Records contained in a dataset
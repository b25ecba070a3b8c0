//! Read-only diagnostics surface.
//!
//! The tick thread publishes once per tick into lock-free atomics; any
//! thread may take a [`DiagnosticsSnapshot`] at any time. Individual fields
//! are consistent, the snapshot as a whole may straddle two ticks.

use std::{
    sync::atomic::{AtomicU64, AtomicU8, AtomicUsize, Ordering},
    time::Instant,
};

use crate::{input::event::InputSource, spatial::geometry::GeometryClass};

const NO_VALUE: u8 = u8::MAX;

/// Intervals averaged by the tick meter
const METER_WINDOW: usize = 60;

#[derive(Debug, Clone, Copy, PartialEq, Default)]
pub struct DiagnosticsSnapshot {
    /// Ticks per second averaged over the last second of ticks
    pub measured_hz: f64,
    pub target_hz: f64,
    pub last_source: Option<InputSource>,
    pub live_voices: usize,
    pub max_voices: usize,
    pub steal_count: u64,
    pub stale_skip_count: u64,
    /// Deltas a sink refused (for example a full ring buffer)
    pub dropped_deltas: u64,
    /// Tick periods skipped because a tick ran late
    pub overrun_ticks: u64,
    pub tick_count: u64,
    pub geometry: Option<GeometryClass>,
}

impl DiagnosticsSnapshot {
    /// Live voices as a fraction of capacity
    pub fn voice_utilization(&self) -> f32 {
        if self.max_voices == 0 {
            return 0.0;
        }
        self.live_voices as f32 / self.max_voices as f32
    }
}

#[derive(Debug, Default)]
pub struct Diagnostics {
    measured_hz: AtomicU64,
    target_hz: AtomicU64,
    last_source: AtomicU8,
    live_voices: AtomicUsize,
    max_voices: AtomicUsize,
    steal_count: AtomicU64,
    stale_skip_count: AtomicU64,
    dropped_deltas: AtomicU64,
    overrun_ticks: AtomicU64,
    tick_count: AtomicU64,
    geometry: AtomicU8,
}

impl Diagnostics {
    pub fn new() -> Self {
        let diagnostics = Self::default();
        diagnostics.last_source.store(NO_VALUE, Ordering::Relaxed);
        diagnostics.geometry.store(NO_VALUE, Ordering::Relaxed);
        diagnostics
    }

    pub fn publish(&self, snapshot: &DiagnosticsSnapshot) {
        let o = Ordering::Relaxed;
        self.measured_hz.store(snapshot.measured_hz.to_bits(), o);
        self.target_hz.store(snapshot.target_hz.to_bits(), o);
        self.last_source.store(
            snapshot.last_source.map_or(NO_VALUE, |s| s.index() as u8),
            o,
        );
        self.live_voices.store(snapshot.live_voices, o);
        self.max_voices.store(snapshot.max_voices, o);
        self.steal_count.store(snapshot.steal_count, o);
        self.stale_skip_count.store(snapshot.stale_skip_count, o);
        self.dropped_deltas.store(snapshot.dropped_deltas, o);
        self.overrun_ticks.store(snapshot.overrun_ticks, o);
        self.geometry
            .store(snapshot.geometry.map_or(NO_VALUE, geometry_code), o);
        // Written last so a reader seeing tick n sees at least tick n's fields
        self.tick_count.store(snapshot.tick_count, Ordering::Release);
    }

    pub fn snapshot(&self) -> DiagnosticsSnapshot {
        let tick_count = self.tick_count.load(Ordering::Acquire);
        let o = Ordering::Relaxed;
        DiagnosticsSnapshot {
            measured_hz: f64::from_bits(self.measured_hz.load(o)),
            target_hz: f64::from_bits(self.target_hz.load(o)),
            last_source: InputSource::from_index(self.last_source.load(o) as usize),
            live_voices: self.live_voices.load(o),
            max_voices: self.max_voices.load(o),
            steal_count: self.steal_count.load(o),
            stale_skip_count: self.stale_skip_count.load(o),
            dropped_deltas: self.dropped_deltas.load(o),
            overrun_ticks: self.overrun_ticks.load(o),
            tick_count,
            geometry: geometry_from_code(self.geometry.load(o)),
        }
    }
}

fn geometry_code(class: GeometryClass) -> u8 {
    match class {
        GeometryClass::Grid => 0,
        GeometryClass::Circle => 1,
        GeometryClass::FibonacciSphere => 2,
    }
}

fn geometry_from_code(code: u8) -> Option<GeometryClass> {
    match code {
        0 => Some(GeometryClass::Grid),
        1 => Some(GeometryClass::Circle),
        2 => Some(GeometryClass::FibonacciSphere),
        _ => None,
    }
}

/// Measures tick frequency over a sliding window of intervals.
///
/// Fixed-size storage, no allocation after construction.
#[derive(Debug, Clone)]
pub struct TickMeter {
    last: Option<Instant>,
    intervals: [f64; METER_WINDOW],
    next: usize,
    filled: usize,
    sum: f64,
}

impl TickMeter {
    pub fn new() -> Self {
        Self {
            last: None,
            intervals: [0.0; METER_WINDOW],
            next: 0,
            filled: 0,
            sum: 0.0,
        }
    }

    pub fn record(&mut self, now: Instant) {
        if let Some(last) = self.last {
            let dt = now.saturating_duration_since(last).as_secs_f64();
            self.sum += dt - self.intervals[self.next];
            self.intervals[self.next] = dt;
            self.next = (self.next + 1) % METER_WINDOW;
            self.filled = (self.filled + 1).min(METER_WINDOW);
        }
        self.last = Some(now);
    }

    /// Average ticks per second; zero until two ticks have been recorded.
    pub fn hz(&self) -> f64 {
        if self.filled == 0 || self.sum <= 0.0 {
            return 0.0;
        }
        self.filled as f64 / self.sum
    }

    pub fn reset(&mut self) {
        *self = Self::new();
    }
}

impl Default for TickMeter {
    fn default() -> Self {
        Self::new()
    }
}

#[cfg(test)]
mod tests {
    use super::*;
    use std::time::Duration;

    #[test]
    fn test_meter_measures_steady_rate() {
        let mut meter = TickMeter::new();
        let t0 = Instant::now();
        assert_eq!(meter.hz(), 0.0);
        for i in 0..200u32 {
            meter.record(t0 + Duration::from_micros(16_667) * i);
        }
        assert!((meter.hz() - 60.0).abs() < 0.01);
    }

    #[test]
    fn test_meter_tracks_rate_change() {
        let mut meter = TickMeter::new();
        let t0 = Instant::now();
        for i in 0..100u32 {
            meter.record(t0 + Duration::from_millis(10) * i);
        }
        let t1 = t0 + Duration::from_millis(990);
        for i in 1..=100u32 {
            meter.record(t1 + Duration::from_millis(20) * i);
        }
        assert!((meter.hz() - 50.0).abs() < 0.01);
    }

    #[test]
    fn test_snapshot_roundtrips_through_atomics() {
        let diagnostics = Diagnostics::new();
        assert_eq!(diagnostics.snapshot().last_source, None);
        assert_eq!(diagnostics.snapshot().geometry, None);

        let snapshot = DiagnosticsSnapshot {
            measured_hz: 59.8,
            target_hz: 60.0,
            last_source: Some(InputSource::Gesture),
            live_voices: 3,
            max_voices: 15,
            steal_count: 2,
            stale_skip_count: 7,
            dropped_deltas: 0,
            overrun_ticks: 1,
            tick_count: 42,
            geometry: Some(GeometryClass::Circle),
        };
        diagnostics.publish(&snapshot);
        assert_eq!(diagnostics.snapshot(), snapshot);
        assert!((snapshot.voice_utilization() - 0.2).abs() < 1e-6);
    }
}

WORK REQUEST.
All lines above holding the word "DiagnosticsSnapshot" make up the answer; copy each one.

WRITTEN SOLUTION.
//! thread may take a [`DiagnosticsSnapshot`] at any time. Individual fields
pub struct DiagnosticsSnapshot {
impl DiagnosticsSnapshot {
    pub fn publish(&self, snapshot: &DiagnosticsSnapshot) {
    pub fn snapshot(&self) -> DiagnosticsSnapshot {
        DiagnosticsSnapshot {
        let snapshot = DiagnosticsSnapshot {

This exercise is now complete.